The most straightforward way to use this resource: select your state, identify hospitals within a reasonable travel distance for your planned care, and compare their scores. For planned procedures, prioritize Grade A and B hospitals (scores of 6.5 and above). For emergency care, always go to the nearest ER regardless of score.

Understanding the National Picture: What CMS 2024 Data Shows

The national average SafeHospitals USA Safety Score across all 5,426 rated facilities is 4.7/10. The distribution is not uniform: only 1 hospitals nationally achieve a Grade A rating, and 211 achieve Grade B. This means roughly 4% of U.S. hospitals are performing above the "average" threshold β€” a reflection of how demanding the composite scoring criteria are when applied consistently across five clinical domains.
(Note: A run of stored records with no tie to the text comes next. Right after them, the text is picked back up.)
use crate::error::CustomErrorCode;
use crate::signature::{verify_destination_proof, AddressProof, SIGNER_IDENTITY_LEN};
use anchor_lang::prelude::*;

pub const MAX_ADMINISTRATORS: usize = 5; // max number of stake administrators
pub const MAX_DESTINATION_ADDRESS_LEN: usize = 64; // SS58 addresses are 47-48 chars
pub const MAX_VALIDATOR_LEN: usize = 64;

#[account]
pub struct StakeConfig {
    pub mint: Pubkey,
    pub vault_token_account: Pubkey,
    pub bridge_program: Pubkey,
    pub signer_identity: [u8; 20],
    pub default_validator: String,
    pub allow_custom_validator: bool,
    pub min_deposit: u64,
    pub capacity_limit: u64, // 0 = unlimited
    pub total_staked: u64,
    pub stake_administrators: Vec<Pubkey>,
    pub bump: u8,
    pub paused: bool,
}

impl StakeConfig {
    // The strings and the vector are stored at their maximum length plus the
    // 4 byte Borsh length prefix.
    pub const LEN: usize = 8
        + 32
        + 32
        + 32
        + SIGNER_IDENTITY_LEN
        + (4 + MAX_VALIDATOR_LEN)
        + 1
        + 8
        + 8
        + 8
        + (4 + (32 * MAX_ADMINISTRATORS))
        + 1
        + 1;

    /// Global deposit policy, checked in order: pause, minimum deposit,
    /// capacity, zero amount.
    pub fn check_stake_amount(&self, amount: u64) -> Result<()> {
        require!(!self.paused, CustomErrorCode::StakingPaused);
        require_gte!(amount, self.min_deposit, CustomErrorCode::StakeAmountTooLow);

        if self.capacity_limit > 0 {
            let new_total = self
                .total_staked
                .checked_add(amount)
                .ok_or(CustomErrorCode::CapacityLimitReached)?;
            require_gte!(
                self.capacity_limit,
                new_total,
                CustomErrorCode::CapacityLimitReached
            );
        }

        require!(amount > 0, CustomErrorCode::ZeroStakeAmount);
        Ok(())
    }

    /// Picks the validator a deposit is booked under. A recorded validator can
    /// only be kept, never switched, by a deposit.
    pub fn resolve_validator(&self, existing: Option<&str>, requested: Option<&str>) -> Result<String> {
        match (existing, requested) {
            (Some(existing), Some(requested)) if existing != requested => {
                msg!("Validator on record: {}, requested: {}", existing, requested);
                err!(CustomErrorCode::InvalidValidator)
            }
            (Some(existing), _) => Ok(existing.to_string()),
            (None, None) => Ok(self.default_validator.clone()),
            (None, Some(requested)) => {
                validate_validator(requested)?;
                require!(
                    requested == self.default_validator || self.allow_custom_validator,
                    CustomErrorCode::CustomValidatorNotAllowed
                );
                Ok(requested.to_string())
            }
        }
    }

    /// Shared rules for moving an existing stake to `new_validator`, where
    /// `None` means back to the default validator. Callers decide whether the
    /// custom validator gate applies.
    pub fn validator_change_target(
        &self,
        record: &StakerRecord,
        new_validator: Option<&str>,
    ) -> Result<String> {
        require!(record.amount > 0, CustomErrorCode::NoStakeToChangeValidator);

        match new_validator {
            Some(new_validator) => {
                validate_validator(new_validator)?;
                require!(
                    record.validator.as_deref() != Some(new_validator),
                    CustomErrorCode::InvalidValidatorChange
                );
                Ok(new_validator.to_string())
            }
            None => Ok(self.default_validator.clone()),
        }
    }

    /// A staker moving their own stake: only allowed while custom validators
    /// are enabled. Administrative overrides use `validator_change_target`
    /// directly.
    pub fn user_validator_change_target(
        &self,
        record: &StakerRecord,
        new_validator: Option<&str>,
    ) -> Result<String> {
        require!(
            self.allow_custom_validator,
            CustomErrorCode::CustomValidatorNotAllowed
        );
        self.validator_change_target(record, new_validator)
    }

    pub fn record_stake(&mut self, amount: u64) -> Result<u64> {
        self.total_staked = self
            .total_staked
            .checked_add(amount)
            .ok_or(CustomErrorCode::Overflow)?;
        Ok(self.total_staked)
    }

    pub fn release_stake(&mut self, amount: u64) -> Result<u64> {
        self.total_staked = self
            .total_staked
            .checked_sub(amount)
            .ok_or(CustomErrorCode::Overflow)?;
        Ok(self.total_staked)
    }

    pub fn is_stake_administrator(&self, key: &Pubkey) -> bool {
        self.stake_administrators.contains(key)
    }
}

#[account]
pub struct StakerRecord {
    pub owner: Pubkey,
    pub amount: u64,
    pub destination_address: Option<String>,
    pub validator: Option<String>, // None whenever amount == 0
    pub bump: u8,
}

impl StakerRecord {
    pub const LEN: usize = 8
        + 32
        + 8
        + (1 + 4 + MAX_DESTINATION_ADDRESS_LEN)
        + (1 + 4 + MAX_VALIDATOR_LEN)
        + 1;

    /// Resolves the destination address for a deposit. A supplied address must
    /// come with a proof from `signer_identity`, even when it matches the one
    /// on record; otherwise the recorded address is reused as is.
    pub fn resolve_destination(
        &self,
        staker: &Pubkey,
        requested: Option<&str>,
        proof: Option<&AddressProof>,
        signer_identity: &[u8; 20],
    ) -> Result<String> {
        match requested {
            Some(requested) => {
                require!(
                    requested.len() <= MAX_DESTINATION_ADDRESS_LEN,
                    CustomErrorCode::DestinationAddressTooLong
                );
                let proof = proof.ok_or(CustomErrorCode::InvalidSignature)?;
                verify_destination_proof(staker, requested, proof, signer_identity)?;
                Ok(requested.to_string())
            }
            None => self
                .destination_address
                .clone()
                .ok_or_else(|| error!(CustomErrorCode::DestinationAddressNotSet)),
        }
    }

    pub fn apply_stake(&mut self, amount: u64, destination_address: String, validator: String) -> Result<()> {
        self.amount = self
            .amount
            .checked_add(amount)
            .ok_or(CustomErrorCode::Overflow)?;
        self.destination_address = Some(destination_address);
        self.validator = Some(validator);
        Ok(())
    }

    /// Removes `withdrawn` from the stake; the validator assignment is
    /// cleared once nothing is left, the destination address is kept.
    pub fn apply_unstake(&mut self, withdrawn: u64) -> Result<()> {
        self.amount = self
            .amount
            .checked_sub(withdrawn)
            .ok_or(CustomErrorCode::Overflow)?;
        if self.amount == 0 {
            self.validator = None;
        }
        Ok(())
    }
}

// ========== HELPER FUNCTIONS ==========

/// Treats an empty string argument the same as an absent one.
pub fn non_empty(value: Option<&str>) -> Option<&str> {
    value.filter(|value| !value.is_empty())
}

pub fn validate_validator(validator: &str) -> Result<()> {
    require!(!validator.is_empty(), CustomErrorCode::InvalidValidator);
    require!(
        validator.len() <= MAX_VALIDATOR_LEN,
        CustomErrorCode::ValidatorTagTooLong
    );
    Ok(())
}

pub fn check_funds(amount: u64, allowance: u64, balance: u64) -> Result<()> {
    require_gte!(allowance, amount, CustomErrorCode::InsufficientAllowance);
    require_gte!(balance, amount, CustomErrorCode::InsufficientBalance);
    Ok(())
}

/// A deposit as received by the `stake` instruction.
pub struct StakeRequest<'a> {
    pub amount: u64,
    pub destination_address: Option<&'a str>,
    pub validator: Option<&'a str>,
    pub proof: Option<&'a AddressProof>,
}

pub struct BookedStake {
    pub destination_address: String,
    pub validator: String,
    pub total_staked: u64,
}

/// Validates a deposit and books it against `record` and the global total.
/// Checks run in order: deposit policy, pull allowance and balance,
/// destination claim, validator. Nothing is written unless all of them pass.
pub fn book_stake(
    config: &mut StakeConfig,
    record: &mut StakerRecord,
    staker: &Pubkey,
    request: &StakeRequest,
    allowance: u64,
    balance: u64,
) -> Result<BookedStake> {
    config.check_stake_amount(request.amount)?;
    check_funds(request.amount, allowance, balance)?;

    let destination_address = record.resolve_destination(
        staker,
        non_empty(request.destination_address),
        request.proof,
        &config.signer_identity,
    )?;
    let validator =
        config.resolve_validator(record.validator.as_deref(), non_empty(request.validator))?;

    let total_staked = config.record_stake(request.amount)?;
    record.owner = *staker;
    record.apply_stake(request.amount, destination_address.clone(), validator.clone())?;

    Ok(BookedStake {
        destination_address,
        validator,
        total_staked,
    })
}

/// Reads the record behind a `["staker", user]` address. An address that
/// never staked holds no data and is reported as `no_stake`.
pub fn load_staker_record(info: &AccountInfo, no_stake: CustomErrorCode) -> Result<StakerRecord> {
    if info.data_is_empty() {
        msg!("No staker record at {}", info.key);
        return Err(no_stake.into());
    }
    require_keys_eq!(*info.owner, crate::ID, ErrorCode::AccountOwnedByWrongProgram);

    let data = info.try_borrow_data()?;
    StakerRecord::try_deserialize(&mut &data[..])
}

pub fn store_staker_record(info: &AccountInfo, record: &StakerRecord) -> Result<()> {
    let mut data = info.try_borrow_mut_data()?;
    record.try_serialize(&mut &mut data[..])
}

/// Amount withdrawn by an unstake request. `amount` is a ceiling: asking for
/// more than is staked withdraws everything.
pub fn calculate_unstake_amount(staked: u64, amount: u64, unstake_all: bool) -> Result<u64> {
    require!(staked > 0, CustomErrorCode::NoStakeToUnstake);
    if unstake_all {
        return Ok(staked);
    }
    require!(amount > 0, CustomErrorCode::ZeroUnstakeAmount);
    Ok(amount.min(staked))
}

pub struct Withdrawal {
    pub amount: u64,
    pub prior_amount: u64,
    pub total_staked: u64,
}

/// Books an unstake against `record` and the global total. Funds already sit
/// with the bridge, so nothing is transferred here.
pub fn process_unstake(
    config: &mut StakeConfig,
    record: &mut StakerRecord,
    amount: u64,
    unstake_all: bool,
) -> Result<Withdrawal> {
    let prior_amount = record.amount;
    let withdrawn = calculate_unstake_amount(prior_amount, amount, unstake_all)?;

    record.apply_unstake(withdrawn)?;
    let total_staked = config.release_stake(withdrawn)?;

    Ok(Withdrawal {
        amount: withdrawn,
        prior_amount,
        total_staked,
    })
}

/// What `spender` may pull from a token account: the delegated amount when it
/// is the account's delegate, nothing otherwise.
pub fn pull_allowance(delegate: Option<Pubkey>, delegated_amount: u64, spender: &Pubkey) -> u64 {
    match delegate {
        Some(delegate) if delegate == *spender => delegated_amount,
        _ => 0,
    }
}
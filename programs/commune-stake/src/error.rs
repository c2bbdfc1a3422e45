use anchor_lang::prelude::*;

#[error_code]
pub enum CustomErrorCode {
    #[msg("Staking is paused")]
    StakingPaused = 1,
    #[msg("Stake amount must be greater than zero")]
    ZeroStakeAmount = 2,
    #[msg("Stake amount is below the minimum deposit")]
    StakeAmountTooLow = 3,
    #[msg("Staking capacity limit reached")]
    CapacityLimitReached = 4,
    #[msg("Insufficient allowance")]
    InsufficientAllowance = 5,
    #[msg("Insufficient balance")]
    InsufficientBalance = 6,
    #[msg("Custom validators are not allowed")]
    CustomValidatorNotAllowed = 7,
    #[msg("Validator does not match the one on record")]
    InvalidValidator = 8,
    #[msg("Invalid validator change")]
    InvalidValidatorChange = 9,
    #[msg("No stake to change validator")]
    NoStakeToChangeValidator = 10,
    #[msg("No stake to unstake")]
    NoStakeToUnstake = 11,
    #[msg("Unauthorized")]
    Unauthorized = 12,
    #[msg("Invalid user address")]
    InvalidUserAddress = 13,
    #[msg("Invalid signature")]
    InvalidSignature = 14,
    #[msg("Destination address not set")]
    DestinationAddressNotSet = 15,
    #[msg("Unstake amount must be greater than zero")]
    ZeroUnstakeAmount = 16,
    #[msg("Destination address is too long")]
    DestinationAddressTooLong = 17,
    #[msg("Validator is too long")]
    ValidatorTagTooLong = 18,
    #[msg("Signer identity cannot be the zero address")]
    InvalidSignerIdentity = 19,
    #[msg("Too many stake administrators.")]
    TooManyAdministrators = 20,

    #[msg("Invalid mint provided")]
    InvalidMint = 21,
    #[msg("Invalid token owner")]
    InvalidTokenOwner = 22,
    #[msg("Invalid vault token account")]
    InvalidVaultTokenAccount = 23,
    #[msg("Invalid vault authority")]
    InvalidVaultAuthority = 24,
    #[msg("Invalid bridge program")]
    InvalidBridgeProgram = 25,
    #[msg("ProgramData account did not match expected PDA.")]
    InvalidProgramData = 26,
    #[msg("Program has no upgrade authority (set to None).")]
    NoUpgradeAuthority = 27,
    #[msg("Signer is not the upgrade authority.")]
    InvalidUpgradeAuthority = 28,
    #[msg("Arithmetic overflow")]
    Overflow = 29,
}
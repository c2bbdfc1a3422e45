use crate::error::CustomErrorCode;
use anchor_lang::prelude::*;
use anchor_lang::solana_program::keccak;
use anchor_lang::solana_program::secp256k1_recover::secp256k1_recover;

/// Prefix applied to a 32-byte message hash before signing, as done by
/// `personal_sign` style wallets.
pub const PERSONAL_MESSAGE_PREFIX: &[u8] = b"\x19Ethereum Signed Message:\n32";

pub const SIGNER_IDENTITY_LEN: usize = 20;

/// Recoverable secp256k1 signature over a destination address claim.
#[derive(AnchorSerialize, AnchorDeserialize, Clone, Debug, PartialEq, Eq)]
pub struct AddressProof {
    pub signature: [u8; 64],
    /// 0 or 1, or the legacy 27 or 28.
    pub recovery_id: u8,
}

/// keccak256(staker || destination_address), the tightly packed claim the
/// signer identity signs off-chain.
pub fn destination_message_hash(staker: &Pubkey, destination_address: &str) -> [u8; 32] {
    keccak::hashv(&[staker.as_ref(), destination_address.as_bytes()]).to_bytes()
}

pub fn personal_message_digest(message_hash: &[u8; 32]) -> [u8; 32] {
    keccak::hashv(&[PERSONAL_MESSAGE_PREFIX, message_hash]).to_bytes()
}

/// Last 20 bytes of keccak256 over the uncompressed public key (without the
/// 0x04 tag).
pub fn signer_identity_of(public_key: &[u8; 64]) -> [u8; SIGNER_IDENTITY_LEN] {
    let hash = keccak::hash(public_key).to_bytes();
    let mut identity = [0u8; SIGNER_IDENTITY_LEN];
    identity.copy_from_slice(&hash[32 - SIGNER_IDENTITY_LEN..]);
    identity
}

pub fn recover_signer_identity(
    digest: &[u8; 32],
    proof: &AddressProof,
) -> Result<[u8; SIGNER_IDENTITY_LEN]> {
    let recovery_id = match proof.recovery_id {
        0 | 1 => proof.recovery_id,
        27 | 28 => proof.recovery_id - 27,
        _ => return err!(CustomErrorCode::InvalidSignature),
    };

    let public_key = secp256k1_recover(digest, recovery_id, &proof.signature)
        .map_err(|_| error!(CustomErrorCode::InvalidSignature))?;

    Ok(signer_identity_of(&public_key.to_bytes()))
}

/// Checks that `signer_identity` signed the claim binding `staker` to
/// `destination_address`.
pub fn verify_destination_proof(
    staker: &Pubkey,
    destination_address: &str,
    proof: &AddressProof,
    signer_identity: &[u8; SIGNER_IDENTITY_LEN],
) -> Result<()> {
    let digest = personal_message_digest(&destination_message_hash(staker, destination_address));
    let recovered = recover_signer_identity(&digest, proof)?;

    if recovered != *signer_identity {
        msg!(
            "Destination proof signed by 0x{}, expected 0x{}",
            hex::encode(recovered),
            hex::encode(signer_identity)
        );
        return err!(CustomErrorCode::InvalidSignature);
    }

    Ok(())
}

#[cfg(test)]
pub(crate) mod test_signer {
    use super::*;
    use libsecp256k1::{Message, PublicKey, SecretKey};

    pub struct TestSigner {
        secret_key: SecretKey,
    }

    impl TestSigner {
        pub fn new(seed: u8) -> Self {
            let mut bytes = [0u8; 32];
            bytes[31] = seed;
            Self {
                secret_key: SecretKey::parse(&bytes).unwrap(),
            }
        }

        pub fn identity(&self) -> [u8; SIGNER_IDENTITY_LEN] {
            let serialized = PublicKey::from_secret_key(&self.secret_key).serialize();
            let mut public_key = [0u8; 64];
            public_key.copy_from_slice(&serialized[1..]);
            signer_identity_of(&public_key)
        }

        pub fn sign_digest(&self, digest: &[u8; 32]) -> AddressProof {
            let (signature, recovery_id) =
                libsecp256k1::sign(&Message::parse(digest), &self.secret_key);
            AddressProof {
                signature: signature.serialize(),
                recovery_id: recovery_id.serialize(),
            }
        }

        pub fn prove(&self, staker: &Pubkey, destination_address: &str) -> AddressProof {
            let digest =
                personal_message_digest(&destination_message_hash(staker, destination_address));
            self.sign_digest(&digest)
        }
    }
}
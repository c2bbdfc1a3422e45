use crate::error::CustomErrorCode;
use anchor_lang::prelude::*;

#[account]
pub struct BridgeConfig {
    pub authority: Pubkey,
    pub mint: Pubkey,
    pub custody_token_account: Pubkey,
    pub allowed_external_caller_program: Pubkey,
    pub relayed_total: u64,
    pub sequence: u64,
    pub bump: u8,
    pub paused: bool,
}

impl BridgeConfig {
    pub const LEN: usize = 8 + 32 + 32 + 32 + 32 + 8 + 8 + 1 + 1;

    /// Books one relay of `amount` and returns its sequence number.
    /// Leaves the counters untouched on failure.
    pub fn record_relay(&mut self, amount: u64) -> Result<u64> {
        require!(amount > 0, CustomErrorCode::InvalidAmount);

        let relayed_total = self
            .relayed_total
            .checked_add(amount)
            .ok_or(CustomErrorCode::Overflow)?;
        let sequence = self
            .sequence
            .checked_add(1)
            .ok_or(CustomErrorCode::Overflow)?;

        self.relayed_total = relayed_total;
        self.sequence = sequence;
        Ok(sequence)
    }
}
use crate::error::*;
use crate::state::*;
use anchor_lang::prelude::*;
use anchor_spl::token::{Mint, Token, TokenAccount};

#[allow(deprecated)]
use anchor_lang::solana_program::bpf_loader_upgradeable::{self};

#[derive(Accounts)]
pub struct Initialize<'info> {
    #[account(
        init,
        payer = signer,
        space = StakeConfig::LEN,
        seeds = [b"stake_config"],
        bump
    )]
    pub stake_config: Account<'info, StakeConfig>,

    /// CHECK: This is a PDA that acts as vault authority, validated by seeds constraint
    /// It becomes the owner of the vault_token_account, pulls deposits from
    /// delegated user token accounts and grants the bridge its allowance.
    #[account(
        seeds = [b"vault_authority"],
        bump
    )]
    pub vault_authority: UncheckedAccount<'info>,

    /// The custody token account that should be owned by vault_authority
    #[account(
        mut,
        constraint = vault_token_account.mint == mint.key() @ CustomErrorCode::InvalidMint,
        constraint = (vault_token_account.owner == signer.key() || vault_token_account.owner == vault_authority.key()) @ CustomErrorCode::InvalidVaultAuthority
    )]
    pub vault_token_account: Account<'info, TokenAccount>,

    pub mint: Account<'info, Mint>,

    /// CHECK: bridge relay program's executable
    #[account(executable)]
    pub bridge_program: UncheckedAccount<'info>,

    /// CHECK: This is the bridge's delegate PDA, validated by seeds under the bridge program
    #[account(
        seeds = [b"bridge_authority"],
        seeds::program = bridge_program.key(),
        bump
    )]
    pub bridge_authority: UncheckedAccount<'info>,

    #[account(mut)]
    pub signer: Signer<'info>,

    pub token_program: Program<'info, Token>,
    pub system_program: Program<'info, System>,

    /// CHECK: This is the program data account that contains the update authority
    #[account(
        constraint = program_data.key() == get_program_data_address(&crate::id()) @ CustomErrorCode::InvalidProgramData
    )]
    pub program_data: UncheckedAccount<'info>,
}

#[derive(Accounts)]
pub struct Stake<'info> {
    #[account(
        mut,
        seeds = [b"stake_config"],
        bump = stake_config.bump
    )]
    pub stake_config: Account<'info, StakeConfig>,

    #[account(mut)]
    pub signer: Signer<'info>,

    #[account(
        init_if_needed,
        payer = signer,
        space = StakerRecord::LEN,
        seeds = [b"staker", signer.key().as_ref()],
        bump
    )]
    pub staker_record: Account<'info, StakerRecord>,

    #[account(
        mut,
        constraint = user_token_account.mint == stake_config.mint @ CustomErrorCode::InvalidMint,
        constraint = user_token_account.owner == signer.key() @ CustomErrorCode::InvalidTokenOwner
    )]
    pub user_token_account: Account<'info, TokenAccount>,

    #[account(
        mut,
        constraint = vault_token_account.key() == stake_config.vault_token_account @ CustomErrorCode::InvalidVaultTokenAccount,
        constraint = vault_token_account.owner == vault_authority.key() @ CustomErrorCode::InvalidVaultAuthority
    )]
    pub vault_token_account: Account<'info, TokenAccount>,

    /// CHECK: This is a PDA that acts as vault authority, validated by seeds constraint
    #[account(
        seeds = [b"vault_authority"],
        bump
    )]
    pub vault_authority: UncheckedAccount<'info>,

    /// PDA that proves the bridge_back call is from commune-stake.
    /// Only this program can sign for it during the CPI.
    /// CHECK: This is a PDA derived from this program, validated by seeds
    #[account(
        seeds = [b"external_caller_authority"],
        bump
    )]
    pub external_caller_authority: UncheckedAccount<'info>,

    /// CHECK: bridge relay program's executable, must be the configured one
    #[account(
        executable,
        constraint = bridge_program.key() == stake_config.bridge_program @ CustomErrorCode::InvalidBridgeProgram
    )]
    pub bridge_program: UncheckedAccount<'info>,

    /// CHECK: bridge relay config, validated by the bridge program
    #[account(mut)]
    pub bridge_config: UncheckedAccount<'info>,

    /// CHECK: This is the bridge's delegate PDA, validated by seeds under the bridge program
    #[account(
        seeds = [b"bridge_authority"],
        seeds::program = bridge_program.key(),
        bump
    )]
    pub bridge_authority: UncheckedAccount<'info>,

    /// CHECK: bridge custody token account, validated by the bridge program
    #[account(mut)]
    pub bridge_custody_token_account: UncheckedAccount<'info>,

    pub token_program: Program<'info, Token>,
    pub system_program: Program<'info, System>,
}

#[derive(Accounts)]
pub struct Unstake<'info> {
    #[account(
        mut,
        seeds = [b"stake_config"],
        bump = stake_config.bump
    )]
    pub stake_config: Account<'info, StakeConfig>,

    pub signer: Signer<'info>,

    /// CHECK: staker record PDA, validated by seeds; holds no data while
    /// the signer has never staked
    #[account(
        mut,
        seeds = [b"staker", signer.key().as_ref()],
        bump
    )]
    pub staker_record: UncheckedAccount<'info>,
}

#[derive(Accounts)]
pub struct AdminUnstake<'info> {
    #[account(
        mut,
        seeds = [b"stake_config"],
        bump = stake_config.bump
    )]
    pub stake_config: Account<'info, StakeConfig>,

    /// CHECK: the staker whose record is unwound; only its key is used
    #[account(
        constraint = user.key() != Pubkey::default() @ CustomErrorCode::InvalidUserAddress
    )]
    pub user: UncheckedAccount<'info>,

    /// CHECK: staker record PDA, validated by seeds; holds no data while
    /// the user has never staked
    #[account(
        mut,
        seeds = [b"staker", user.key().as_ref()],
        bump
    )]
    pub staker_record: UncheckedAccount<'info>,

    /// CHECK: This is the program data account that contains the update authority
    #[account(
        constraint = program_data.key() == get_program_data_address(&crate::id()) @ CustomErrorCode::InvalidProgramData
    )]
    pub program_data: UncheckedAccount<'info>,

    pub signer: Signer<'info>,
}

#[derive(Accounts)]
pub struct ChangeValidator<'info> {
    #[account(
        seeds = [b"stake_config"],
        bump = stake_config.bump
    )]
    pub stake_config: Account<'info, StakeConfig>,

    pub signer: Signer<'info>,

    /// CHECK: staker record PDA, validated by seeds; holds no data while
    /// the signer has never staked
    #[account(
        mut,
        seeds = [b"staker", signer.key().as_ref()],
        bump
    )]
    pub staker_record: UncheckedAccount<'info>,
}

#[derive(Accounts)]
pub struct AdminChangeValidator<'info> {
    #[account(
        seeds = [b"stake_config"],
        bump = stake_config.bump
    )]
    pub stake_config: Account<'info, StakeConfig>,

    /// CHECK: the staker whose validator is changed; only its key is used
    #[account(
        constraint = user.key() != Pubkey::default() @ CustomErrorCode::InvalidUserAddress
    )]
    pub user: UncheckedAccount<'info>,

    /// CHECK: staker record PDA, validated by seeds; holds no data while
    /// the user has never staked
    #[account(
        mut,
        seeds = [b"staker", user.key().as_ref()],
        bump
    )]
    pub staker_record: UncheckedAccount<'info>,

    /// CHECK: This is the program data account that contains the update authority
    #[account(
        constraint = program_data.key() == get_program_data_address(&crate::id()) @ CustomErrorCode::InvalidProgramData
    )]
    pub program_data: UncheckedAccount<'info>,

    pub signer: Signer<'info>,
}

#[derive(Accounts)]
pub struct Pause<'info> {
    #[account(
        mut,
        seeds = [b"stake_config"],
        bump = stake_config.bump
    )]
    pub stake_config: Account<'info, StakeConfig>,

    /// CHECK: This is the program data account that contains the update authority
    #[account(
        constraint = program_data.key() == get_program_data_address(&crate::id()) @ CustomErrorCode::InvalidProgramData
    )]
    pub program_data: UncheckedAccount<'info>,

    pub signer: Signer<'info>,
}

// Shared by the single-field policy setters.
#[derive(Accounts)]
pub struct UpdateConfig<'info> {
    #[account(
        mut,
        seeds = [b"stake_config"],
        bump = stake_config.bump
    )]
    pub stake_config: Account<'info, StakeConfig>,

    /// CHECK: This is the program data account that contains the update authority
    #[account(
        constraint = program_data.key() == get_program_data_address(&crate::id()) @ CustomErrorCode::InvalidProgramData
    )]
    pub program_data: UncheckedAccount<'info>,

    pub signer: Signer<'info>,
}

#[derive(Accounts)]
pub struct UpdateStakeAdministrators<'info> {
    #[account(
        mut,
        seeds = [b"stake_config"],
        bump = stake_config.bump
    )]
    pub stake_config: Account<'info, StakeConfig>,

    /// CHECK: This is the program data account that contains the update authority
    #[account(
        constraint = program_data.key() == get_program_data_address(&crate::id()) @ CustomErrorCode::InvalidProgramData
    )]
    pub program_data: UncheckedAccount<'info>,

    pub signer: Signer<'info>,
}

#[derive(Accounts)]
pub struct SetBridgeProgram<'info> {
    #[account(
        mut,
        seeds = [b"stake_config"],
        bump = stake_config.bump
    )]
    pub stake_config: Account<'info, StakeConfig>,

    /// CHECK: new bridge relay program's executable
    #[account(executable)]
    pub new_bridge_program: UncheckedAccount<'info>,

    /// CHECK: This is the program data account that contains the update authority
    #[account(
        constraint = program_data.key() == get_program_data_address(&crate::id()) @ CustomErrorCode::InvalidProgramData
    )]
    pub program_data: UncheckedAccount<'info>,

    pub signer: Signer<'info>,
}

#[derive(Accounts)]
pub struct ApproveBridge<'info> {
    #[account(
        seeds = [b"stake_config"],
        bump = stake_config.bump
    )]
    pub stake_config: Account<'info, StakeConfig>,

    #[account(
        mut,
        constraint = vault_token_account.key() == stake_config.vault_token_account @ CustomErrorCode::InvalidVaultTokenAccount,
        constraint = vault_token_account.owner == vault_authority.key() @ CustomErrorCode::InvalidVaultAuthority
    )]
    pub vault_token_account: Account<'info, TokenAccount>,

    /// CHECK: This is a PDA that acts as vault authority, validated by seeds constraint
    #[account(
        seeds = [b"vault_authority"],
        bump
    )]
    pub vault_authority: UncheckedAccount<'info>,

    /// CHECK: bridge relay program's executable, must be the configured one
    #[account(
        executable,
        constraint = bridge_program.key() == stake_config.bridge_program @ CustomErrorCode::InvalidBridgeProgram
    )]
    pub bridge_program: UncheckedAccount<'info>,

    /// CHECK: This is the bridge's delegate PDA, validated by seeds under the bridge program
    #[account(
        seeds = [b"bridge_authority"],
        seeds::program = bridge_program.key(),
        bump
    )]
    pub bridge_authority: UncheckedAccount<'info>,

    /// CHECK: This is the program data account that contains the update authority
    #[account(
        constraint = program_data.key() == get_program_data_address(&crate::id()) @ CustomErrorCode::InvalidProgramData
    )]
    pub program_data: UncheckedAccount<'info>,

    pub signer: Signer<'info>,

    pub token_program: Program<'info, Token>,
}

// Helper function to derive the program data address
fn get_program_data_address(program_id: &Pubkey) -> Pubkey {
    Pubkey::find_program_address(&[program_id.as_ref()], &bpf_loader_upgradeable::id()).0
}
Of the 5,426 facilities in this database, 4,499 β€” 83% β€” maintain active emergency departments. The remainder are specialty hospitals, psychiatric facilities, critical access hospitals, and long-term acute care facilities that do not provide general emergency services.

Critical Access Hospitals: A Special Note

Approximately 1,300 of the hospitals in this directory are designated Critical Access Hospitals (CAHs) β€” rural facilities with 25 or fewer acute care beds, located at least 35 miles from the nearest hospital. CAHs operate under different CMS certification requirements and serve communities where the alternative to a lower-rated hospital is often no hospital at all.

When reviewing scores for rural Critical Access Hospitals, apply appropriate context: these facilities serve essential functions for their communities despite resource constraints that limit their ability to achieve the same scale of quality infrastructure as large urban medical centers. Compare them primarily within their peer group, not against major academic medical centers.

State-by-State Hospital Performance

Hospital quality varies significantly by state β€” a reflection of state-level healthcare regulations, Medicaid expansion status, healthcare workforce availability, and local healthcare market dynamics. States with larger numbers of Academic Medical Centers and teaching hospitals (Massachusetts, Minnesota, California) tend to have more high-performing facilities in the top quartile. Rural-dominated states face structural challenges in maintaining quality infrastructure due to smaller patient volumes and workforce recruitment difficulties.

Our state pages provide state-specific analysis including average scores, top-performing facilities, and city-by-city breakdowns. We recommend starting with your state page before drilling down to individual hospital profiles.

About the CMS Data Source

All scores on this site derive from the CMS Hospital Compare dataset β€” the federal government's comprehensive quality reporting system for Medicare-certified facilities. Hospitals are required to submit quality data to CMS as a condition of Medicare participation. This is not voluntary or self-reported marketing data β€” it is regulated quality measurement subject to CMS auditing and validation.

The current dataset reflects the 2024 CMS data release, verified and processed by our data team on July 15, 2025. We recalculate scores annually when CMS publishes updated data. Individual hospital scores may change significantly between data releases as quality performance improves or declines.

For the most current data on any specific hospital, we recommend cross-referencing our scores with the hospital's direct CMS profile at medicare.gov/care-compare.